The victim is the daughter of defendant and L. H., and she was born in 1997. After defendant and L. H. ended their non-marital relationship, custody arrangements caused the victim to have unsupervised visits with defendant from 10:00 a.m. to 6:00 p.m. every Sunday.
During some of these visits, and at a time when the victim was 10 years old or younger, defendant would rape her. He forced himself on her for purposes of sexual intercourse about 10 times--sometimes after or while watching pornographic movies.*fn2 She would tell him to desist and invariably would try to escape, but he would ignore her and sometimes would hold down her arms, which she thought he did to block her from escaping.
Another time--but this was uncharged conduct--defendant forced the victim to engage in oral copulation of him. She was 10 years old when this happened.
Defendant presented no evidence, but defense counsel cross-examined prosecution witnesses.
I. Self-representation Claim
Defendant claims that the trial court erred in denying his motion to represent himself as untimely. We do not agree.

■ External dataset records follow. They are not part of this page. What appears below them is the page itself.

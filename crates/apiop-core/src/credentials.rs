//! Registry credential resolution
//!
//! Both installation modes end in the same [`CredentialSet`]:
//! - batch mode reads already validated flags (and stdin for `--password-stdin`)
//! - interactive mode asks a [`Prompter`] one question at a time
//!
//! Key files are never read here. Their path is checked for readability and
//! recorded; the content is loaded when the credentials are persisted.

use std::fmt;
use std::io::BufRead;
use std::path::{Path, PathBuf};
use zeroize::Zeroizing;

use crate::error::CredentialError;
use crate::flags::BatchFlags;
use crate::prompt::Prompter;
use crate::registry::{FlagName, RegistryType};

/// Opaque password; never printed, wiped from memory on drop
#[derive(Clone)]
pub struct Password(Zeroizing<String>);

impl Password {
    pub fn new(value: impl Into<String>) -> Self {
        Self(Zeroizing::new(value.into()))
    }

    /// Access the secret value
    pub fn expose(&self) -> &str {
        self.0.as_str()
    }

    pub fn is_blank(&self) -> bool {
        self.0.trim().is_empty()
    }
}

impl fmt::Debug for Password {
    fn fmt(&self, f: &mut fmt::Formatter<'_>) -> fmt::Result {
        f.write_str("Password(***)")
    }
}

impl fmt::Display for Password {
    fn fmt(&self, f: &mut fmt::Formatter<'_>) -> fmt::Result {
        f.write_str("***")
    }
}

/// Where the registry secret came from
#[derive(Debug, Clone, Copy, PartialEq, Eq)]
pub enum PasswordSource {
    /// `--password` or a masked prompt
    Literal,
    /// `--password-stdin`
    Stdin,
    /// `--key-file` (token or password file, or a cloud credentials file)
    File,
}

/// Normalized registry credentials
#[derive(Debug, Clone)]
pub struct CredentialSet {
    pub registry: RegistryType,
    pub repository: String,
    pub username: Option<String>,
    pub password: Option<Password>,
    pub key_file: Option<PathBuf>,
    /// `None` only for anonymous HTTP registries
    pub source: Option<PasswordSource>,
}

impl CredentialSet {
    pub fn is_anonymous(&self) -> bool {
        self.source.is_none()
    }

    /// Load the key file content
    pub fn read_key_file(&self) -> Result<Option<Vec<u8>>, CredentialError> {
        let Some(path) = &self.key_file else {
            return Ok(None);
        };
        std::fs::read(path)
            .map(Some)
            .map_err(|source| CredentialError::KeyFileUnreadable {
                path: path.clone(),
                source,
            })
    }

    /// The registry password, loading it from the key file when that is
    /// where it lives
    pub fn resolve_password(&self) -> Result<Option<Password>, CredentialError> {
        match self.source {
            Some(PasswordSource::File) if self.username.is_some() => {
                let Some(bytes) = self.read_key_file()? else {
                    return Ok(None);
                };
                let text = Zeroizing::new(String::from_utf8_lossy(&bytes).into_owned());
                let password = Password::new(text.trim());
                if password.is_blank() {
                    return Err(CredentialError::MissingCredential { field: "password" });
                }
                Ok(Some(password))
            }
            _ => Ok(self.password.clone()),
        }
    }
}

/// Build credentials from validated batch flags
///
/// `stdin` is only read when `--password-stdin` was given.
pub fn resolve_batch<R: BufRead>(
    registry: RegistryType,
    flags: &BatchFlags,
    stdin: &mut R,
) -> Result<CredentialSet, CredentialError> {
    let repository = required(flags.get(FlagName::Repository).trimmed(), "repository")?;

    match registry {
        RegistryType::AmazonEcr | RegistryType::Gcr => {
            let key_file = checked_key_file(flags.get(FlagName::KeyFile).trimmed())?;
            Ok(CredentialSet {
                registry,
                repository,
                username: None,
                password: None,
                key_file: Some(key_file),
                source: Some(PasswordSource::File),
            })
        }
        RegistryType::Http if !flags.is_provided(FlagName::Username) => Ok(CredentialSet {
            registry,
            repository,
            username: None,
            password: None,
            key_file: None,
            source: None,
        }),
        RegistryType::DockerHub | RegistryType::Http => {
            let username = required(flags.get(FlagName::Username).trimmed(), "username")?;
            let mut creds = CredentialSet {
                registry,
                repository,
                username: Some(username),
                password: None,
                key_file: None,
                source: None,
            };

            if flags.is_provided(FlagName::PasswordStdin) {
                creds.password = Some(read_password_line(stdin)?);
                creds.source = Some(PasswordSource::Stdin);
            } else if flags.is_provided(FlagName::KeyFile) {
                creds.key_file = Some(checked_key_file(flags.get(FlagName::KeyFile).trimmed())?);
                creds.source = Some(PasswordSource::File);
            } else {
                let password = Password::new(flags.get(FlagName::Password).value);
                if password.is_blank() {
                    return Err(CredentialError::MissingCredential { field: "password" });
                }
                creds.password = Some(password);
                creds.source = Some(PasswordSource::Literal);
            }

            tracing::debug!(
                registry = %registry,
                source = ?creds.source,
                "resolved registry credentials from flags"
            );
            Ok(creds)
        }
    }
}

/// Ask for the registry type
pub fn choose_registry(prompter: &mut dyn Prompter) -> Result<RegistryType, CredentialError> {
    let labels: Vec<&str> = RegistryType::ALL.iter().map(|r| r.label()).collect();
    let index = prompter.select("Choose registry type", &labels)?;
    RegistryType::ALL
        .get(index)
        .copied()
        .ok_or(CredentialError::PromptCancelled)
}

/// Ask for the credentials of `registry`, one prompt at a time
pub fn resolve_interactive(
    registry: RegistryType,
    prompter: &mut dyn Prompter,
) -> Result<CredentialSet, CredentialError> {
    let repository = match registry {
        RegistryType::DockerHub => prompter.input("Enter repository name (docker.io/<repository>)")?,
        RegistryType::AmazonEcr => prompter.input("Enter repository URI (<account>.dkr.ecr.<region>.amazonaws.com/<repository>)")?,
        RegistryType::Gcr => prompter.input("Enter repository (gcr.io/<project>)")?,
        RegistryType::Http => prompter.input("Enter private registry (<host>[:port]/<repository>)")?,
    };
    let repository = required(repository.trim(), "repository")?;

    let creds = match registry {
        RegistryType::DockerHub => {
            let username = required(prompter.input("Enter username")?.trim(), "username")?;
            let password = prompter.password("Enter password")?;
            if password.is_blank() {
                return Err(CredentialError::MissingCredential { field: "password" });
            }
            CredentialSet {
                registry,
                repository,
                username: Some(username),
                password: Some(password),
                key_file: None,
                source: Some(PasswordSource::Literal),
            }
        }
        RegistryType::AmazonEcr | RegistryType::Gcr => {
            let prompt = if registry == RegistryType::AmazonEcr {
                "Enter AWS credentials file path"
            } else {
                "Enter GCR service account key file path"
            };
            let path = required(prompter.input(prompt)?.trim(), "credentials file")?;
            CredentialSet {
                registry,
                repository,
                username: None,
                password: None,
                key_file: Some(checked_key_file(&path)?),
                source: Some(PasswordSource::File),
            }
        }
        RegistryType::Http => {
            let username = prompter.input("Enter username (leave empty for anonymous access)")?;
            let username = username.trim();
            if username.is_empty() {
                CredentialSet {
                    registry,
                    repository,
                    username: None,
                    password: None,
                    key_file: None,
                    source: None,
                }
            } else {
                let password = prompter.password("Enter password")?;
                if password.is_blank() {
                    return Err(CredentialError::MissingCredential { field: "password" });
                }
                CredentialSet {
                    registry,
                    repository,
                    username: Some(username.to_string()),
                    password: Some(password),
                    key_file: None,
                    source: Some(PasswordSource::Literal),
                }
            }
        }
    };

    Ok(creds)
}

fn required(value: &str, field: &'static str) -> Result<String, CredentialError> {
    if value.is_empty() {
        Err(CredentialError::MissingCredential { field })
    } else {
        Ok(value.to_string())
    }
}

fn read_password_line<R: BufRead>(stdin: &mut R) -> Result<Password, CredentialError> {
    let mut line = Zeroizing::new(String::new());
    stdin
        .read_line(&mut line)
        .map_err(CredentialError::StdinRead)?;
    let password = Password::new(line.trim_end_matches(['\r', '\n']));
    if password.is_blank() {
        return Err(CredentialError::MissingCredential { field: "password" });
    }
    Ok(password)
}

/// Check that the key file exists and is a regular file, without reading it
fn checked_key_file(path: &str) -> Result<PathBuf, CredentialError> {
    let path = Path::new(required(path, "key file")?.as_str()).to_path_buf();
    match std::fs::metadata(&path) {
        Ok(meta) if meta.is_file() => Ok(path),
        Ok(_) => Err(CredentialError::KeyFileUnreadable {
            path,
            source: std::io::Error::new(std::io::ErrorKind::InvalidInput, "not a regular file"),
        }),
        Err(source) => Err(CredentialError::KeyFileUnreadable { path, source }),
    }
}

On August 27, 2008, the trial court held a Marsden hearing, i.e., a hearing to consider defendant's request to replace his current counsel with new counsel, as authorized by People v. Marsden (1970) 2 Cal.3d 118 (Marsden). The court denied the motion. Thereupon defendant declared that he wanted to make a Faretta motion, i.e., a motion to represent himself as authorized by Faretta v. California (1975) 422 U.S. 806 (Faretta).
The trial court questioned defendant. He stated that he had represented himself at a previous trial to its completion. He was taking Geodon (ziprasidone), a drug used to treat schizophrenia and the manic phases of bipolar disorder, and Paxil (paroxetine hydrochloride), an antidepressant drug, because he was hearing voices and was depressed. He stated that the medications were ineffective--he was still hearing voices and his depression was severe. He further stated that he would not object if the court considered an evaluation by Brad Novak, M.D., a psychiatrist, written in connection with a prior competence hearing.

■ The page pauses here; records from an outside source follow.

//! Install command

use std::io::BufReader;
use std::path::{Path, PathBuf};

use async_trait::async_trait;
use clap::Args;
use console::style;

use apiop_core::{
    BatchFlags, FileModeStore, FlagInput, FlagName, OperatingMode, PasswordSource, ToolConfig,
};
use apiop_kube::{KubeSecretStore, ResourceManager};
use apiop_repo::{HttpBundleFetcher, HttpClient, HttpVersionSource, env_override};

use crate::error::{CliError, Result};
use crate::orchestrator::{
    Cluster, Connect, InstallError, InstallOutcome, Installer, Interaction, PreparedInstall,
};
use crate::prompt::TerminalPrompter;

/// Registry and source flags of `install api-operator`
///
/// Without `--registry-type` every registry setting is asked for
/// interactively and the other registry flags are ignored.
#[derive(Args, Debug, Default)]
pub struct ApiOperatorArgs {
    /// Controller configuration: a YAML file, a directory or a .tar.gz bundle
    #[arg(short = 'f', long = "from-file")]
    pub from_file: Option<PathBuf>,

    /// Registry type: DOCKER_HUB, AMAZON_ECR, GCR or HTTP
    #[arg(short = 'R', long = "registry-type")]
    pub registry_type: Option<String>,

    /// Repository to push built images to
    #[arg(short = 'r', long)]
    pub repository: Option<String>,

    /// Registry username
    #[arg(short = 'u', long)]
    pub username: Option<String>,

    /// Registry password
    #[arg(short = 'p', long)]
    pub password: Option<String>,

    /// Read the registry password from stdin
    #[arg(long = "password-stdin")]
    pub password_stdin: bool,

    /// Password, token or cloud credentials file
    #[arg(short = 'c', long = "key-file")]
    pub key_file: Option<String>,

    /// Namespace of the operator (defaults to the configured one)
    #[arg(long)]
    pub namespace: Option<String>,

    /// Apply attempts before giving up (defaults to the configured budget)
    #[arg(long)]
    pub retries: Option<u32>,
}

impl ApiOperatorArgs {
    /// Registry flags with provenance
    pub fn batch_flags(&self) -> BatchFlags {
        BatchFlags::new()
            .with(FlagName::Repository, FlagInput::from_option(self.repository.clone()))
            .with(FlagName::Username, FlagInput::from_option(self.username.clone()))
            .with(FlagName::Password, FlagInput::from_option(self.password.clone()))
            .with(FlagName::PasswordStdin, FlagInput::switch(self.password_stdin))
            .with(FlagName::KeyFile, FlagInput::from_option(self.key_file.clone()))
    }
}

pub async fn run(args: ApiOperatorArgs, config_path: Option<&Path>) -> Result<()> {
    let config_path = match config_path {
        Some(path) => path.to_path_buf(),
        None => ToolConfig::default_path()?,
    };
    let mut settings = ToolConfig::load(Some(&config_path))?.operator;
    if let Some(namespace) = &args.namespace {
        settings.namespace = namespace.clone();
    }
    if let Some(retries) = args.retries {
        settings.retry_budget = retries;
    }

    let http = HttpClient::new().map_err(|e| CliError::internal(e.to_string()))?;
    let versions = HttpVersionSource::new(http.clone());
    let bundles = HttpBundleFetcher::new(http);
    let installer = Installer::new(&settings, &versions, &bundles)
        .with_version_override(env_override(&settings.version_env));

    println!(
        "{} Installing API Operator into namespace {}",
        style("→").blue().bold(),
        style(&settings.namespace).yellow()
    );

    let flags = args.batch_flags();
    let mut prompter = TerminalPrompter::new();
    let mut stdin = BufReader::new(std::io::stdin());
    let mut connector = KubeConnector::new(&config_path);
    let outcome = installer
        .install(
            args.from_file.as_deref(),
            args.registry_type.as_deref(),
            &flags,
            &mut Interaction {
                prompter: &mut prompter,
                stdin: &mut stdin,
            },
            &mut connector,
        )
        .await?;

    print_outcome(&outcome, &settings.namespace);
    Ok(())
}

/// Cluster from the ambient kubeconfig, with the mode kept in the config file
struct KubeConnector {
    applier: Option<ResourceManager>,
    secrets: Option<KubeSecretStore>,
    modes: FileModeStore,
}

impl KubeConnector {
    fn new(config_path: &Path) -> Self {
        Self {
            applier: None,
            secrets: None,
            modes: FileModeStore::new(config_path),
        }
    }
}

#[async_trait(?Send)]
impl Connect for KubeConnector {
    async fn connect<'s>(&'s mut self, prepared: &PreparedInstall) -> std::result::Result<Cluster<'s>, InstallError> {
        print_plan(prepared);

        let client = kube::Client::try_default()
            .await
            .map_err(|e| InstallError::Connection(e.into()))?;
        let applier = ResourceManager::new(client.clone())
            .await
            .map_err(InstallError::Connection)?;

        Ok(Cluster {
            applier: self.applier.insert(applier),
            secrets: &*self.secrets.insert(KubeSecretStore::new(client)),
            modes: &mut self.modes,
        })
    }
}

fn print_plan(prepared: &PreparedInstall) {
    match &prepared.request.version {
        Some(version) => println!(
            "{} Operator version {} ({})",
            style("→").blue().bold(),
            style(version).cyan(),
            version.origin()
        ),
        None => println!(
            "{} Controller configuration from {}",
            style("→").blue().bold(),
            style(&prepared.request.config_source).cyan()
        ),
    }
    println!(
        "{} Applying {} manifest(s) from {}",
        style("→").blue().bold(),
        prepared.bundle.len(),
        prepared.bundle.origin()
    );
}

fn print_outcome(outcome: &InstallOutcome, namespace: &str) {
    println!();
    match &outcome.request.version {
        Some(version) => println!(
            "{} API Operator {} installed",
            style("✓").green().bold(),
            style(version).cyan()
        ),
        None => println!("{} API Operator configuration installed", style("✓").green().bold()),
    }

    println!("  {}", outcome.applied.summary());
    if outcome.applied.attempts > 1 {
        println!("  Took {} attempts", outcome.applied.attempts);
    }
    println!(
        "  Bundle digest: {}",
        style(&outcome.applied.bundle_digest[..12.min(outcome.applied.bundle_digest.len())]).dim()
    );

    for secret in &outcome.persisted.secrets {
        println!("  Secret {}/{}", namespace, style(secret).cyan());
    }
    let credentials = match outcome.password_source {
        Some(PasswordSource::Literal) => "password",
        Some(PasswordSource::Stdin) => "password from stdin",
        Some(PasswordSource::File) => "key file",
        None => "anonymous access",
    };
    println!(
        "  Registry {} ({}) recorded in {}/{}",
        style(outcome.registry).yellow(),
        credentials,
        namespace,
        outcome.persisted.config_map
    );

    if outcome.previous_mode != Some(OperatingMode::Kubernetes) {
        println!(
            "{} Switched to {} mode",
            style("→").blue().bold(),
            style(OperatingMode::Kubernetes).cyan()
        );
    }
}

The trial court reviewed Dr. Novak's report. The court questioned defendant to ensure he understood the legal ramifications of representing himself, and defendant stated lucidly that he did. He acknowledged that he had been committed to mental health institutions three times for short-term evaluations, two of which followed suicide attempts.
Defendant continued. He asserted that he heard voices every day and was hearing them as he spoke. The voices told him what to do, including the manner of conducting his defense. The voices were advising him to represent himself.

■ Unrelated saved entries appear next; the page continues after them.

//! apiop remote endpoints
//!
//! - **Version resolution**: environment override, latest release
//!   discovery and a validated default, in that order
//! - **Bundle download**: manifest bundles as YAML or `.tar.gz`
//! - **Mocks**: in-memory endpoints for tests
//!
//! Redirects are followed by hand; see [`http`].

pub mod bundle;
pub mod error;
pub mod http;
pub mod mock;
pub mod version;

pub use bundle::{BundleFetcher, HttpBundleFetcher, load_bundle};
pub use error::{RepoError, Result, VersionError};
pub use http::HttpClient;
pub use mock::{MockBundleFetcher, MockVersionSource, SourceCounts};
pub use version::{HttpVersionSource, VersionQuery, VersionResolver, VersionSource, env_override};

The prosecutor argued that defendant's goal was to delay the proceedings. "[T]he medical reports indicate that he's malingering and that he's trying to avoid criminal responsibility and he's . . . laid a record for that this morning" by talking about what the prosecutor suspected were spurious auditory hallucinations. The prosecutor asked defendant, "if you were granted the status to represent yourself today, are you prepared to go forward with trial today?" Defendant responded, "No." The prosecutor reminded defendant and the trial court that this was the day trial was set to begin.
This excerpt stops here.